Abstract Background  The field of radiology relies on accurate interpretation of medical images for effective diagnosis and patient care. Recent advancements in artificial intelligence (AI) and natural language processing have sparked interest in exploring the potential of AI models in assisting radiologists. However, limited research has been conducted to assess the performance of AI models in radiology case interpretation, particularly in comparison to human experts.

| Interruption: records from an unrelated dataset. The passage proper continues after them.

//! Scheduled follow-up ("nudge"): a delayed outbound keyed by the caller,
//! cancelled by any inbound non-STOP reply.

use time::Duration;

use leadline_domain::templates;
use leadline_storage::{models::OutboundKind, models::Tenant, outbox};

use crate::{EnqueueOutcome, LeadlineService, Result};

fn nudge_key(caller: &str) -> String {
	format!("nudge_{caller}")
}

impl LeadlineService {
	/// Queues the follow-up for `now + delay`. The external id keys the
	/// nudge to the caller, so scheduling twice is a no-op and
	/// cancellation can find it.
	pub async fn schedule_nudge(
		&self,
		tenant: &Tenant,
		caller: &str,
		delay: Duration,
	) -> Result<EnqueueOutcome> {
		let body = templates::nudge_sms(&tenant.name);
		let scheduled_for = self.now() + delay;

		self.enqueue_message(
			Some(tenant),
			caller,
			&body,
			OutboundKind::Standard,
			Some(&nudge_key(caller)),
			Some(scheduled_for),
		)
		.await
	}

	/// Cancels every outstanding nudge for the caller. Returns the number
	/// of rows cancelled.
	pub async fn cancel_nudges(&self, caller: &str) -> Result<u64> {
		Ok(outbox::cancel_matching(&self.db.pool, &nudge_key(caller)).await?)
	}
}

Objective  This study aimed to evaluate the performance of ChatGPT, Google Bard, and Bing in solving radiology case vignettes (Fellowship of the Royal College of Radiologists 2A [FRCR2A] examination style questions) by comparing their responses to those provided by two radiology residents. Methods  A total of 120 multiple-choice questions based on radiology case vignettes were formulated according to the pattern of FRCR2A examination. The questions were presented to ChatGPT, Google Bard, and Bing. Two residents wrote the examination with the same questions in 3 hours. The responses generated by the AI models were collected and compared to the answer keys and explanation of the answers was rated by the two radiologists. A cutoff of 60% was set as the passing score. Results  The two residents (63.33 and 57.5%) outperformed the three AI models: Bard (44.17%), Bing (53.33%), and ChatGPT (45%), but only one resident passed the examination. The response patterns among the five respondents were significantly different ( p  = 0.0117). In addition, the agreement among the generative AI models was significant (intraclass correlation coefficient [ICC] = 0.628), but there was no agreement between the residents (Kappa = –0.376). The explanation of generative AI models in support of answer was 44.72% accurate. Conclusion  Humans exhibited superior accuracy compared to the AI models, showcasing a stronger comprehension of the subject matter. All three AI models included in the study could not achieve the minimum percentage needed to pass an FRCR2A examination. However, generative AI models showed significant agreement in their answers where the residents exhibited low agreement, highlighting a lack of consistency in their responses.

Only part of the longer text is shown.